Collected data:
=======

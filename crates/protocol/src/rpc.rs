//! Streaming RPC wire types
//!
//! `relay.Relay/Stream` is a client-streaming call: the client sends a
//! sequence of [`MetricRecord`] messages and gets one [`StreamSummary`] back
//! when it closes its side.
//!
//! ```text
//! message MetricRecord  { string path = 1; double value = 2; uint32 time = 3; }
//! message StreamSummary { uint64 received_count = 1; uint64 error_count = 2; }
//! service Relay { rpc Stream(stream MetricRecord) returns (StreamSummary); }
//! ```

use bytes::Bytes;

use crate::record::Record;

include!(concat!(env!("OUT_DIR"), "/relay.Relay.rs"));

/// One data point on the RPC wire
#[derive(Clone, PartialEq, prost::Message)]
pub struct MetricRecord {
    /// Full path, tags included
    #[prost(string, tag = "1")]
    pub path: String,
    #[prost(double, tag = "2")]
    pub value: f64,
    #[prost(uint32, tag = "3")]
    pub time: u32,
}

/// Per-stream reply
#[derive(Clone, Copy, PartialEq, Eq, prost::Message)]
pub struct StreamSummary {
    #[prost(uint64, tag = "1")]
    pub received_count: u64,
    #[prost(uint64, tag = "2")]
    pub error_count: u64,
}

impl MetricRecord {
    /// Render as a plaintext Graphite line (no newline) for the main queue
    pub fn to_line(&self) -> Bytes {
        Bytes::from(format!("{} {} {}", self.path, self.value, self.time))
    }
}

impl From<&Record> for MetricRecord {
    fn from(record: &Record) -> Self {
        Self {
            path: record.full_path(),
            value: record.value(),
            time: record.time(),
        }
    }
}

=======

◆ PROBLEM TO WORK ON
This exercise asks for the line with "pub struct MetricRecord" and all lines after it through the end of the records above, retyped exactly and with nothing else.

◆ EXERCISE OUTPUT
pub struct MetricRecord {
    /// Full path, tags included
    #[prost(string, tag = "1")]
    pub path: String,
    #[prost(double, tag = "2")]
    pub value: f64,
    #[prost(uint32, tag = "3")]
    pub time: u32,
}

/// Per-stream reply
#[derive(Clone, Copy, PartialEq, Eq, prost::Message)]
pub struct StreamSummary {
    #[prost(uint64, tag = "1")]
    pub received_count: u64,
    #[prost(uint64, tag = "2")]
    pub error_count: u64,
}

impl MetricRecord {
    /// Render as a plaintext Graphite line (no newline) for the main queue
    pub fn to_line(&self) -> Bytes {
        Bytes::from(format!("{} {} {}", self.path, self.value, self.time))
    }
}

impl From<&Record> for MetricRecord {
    fn from(record: &Record) -> Self {
        Self {
            path: record.full_path(),
            value: record.value(),
            time: record.time(),
        }
    }
}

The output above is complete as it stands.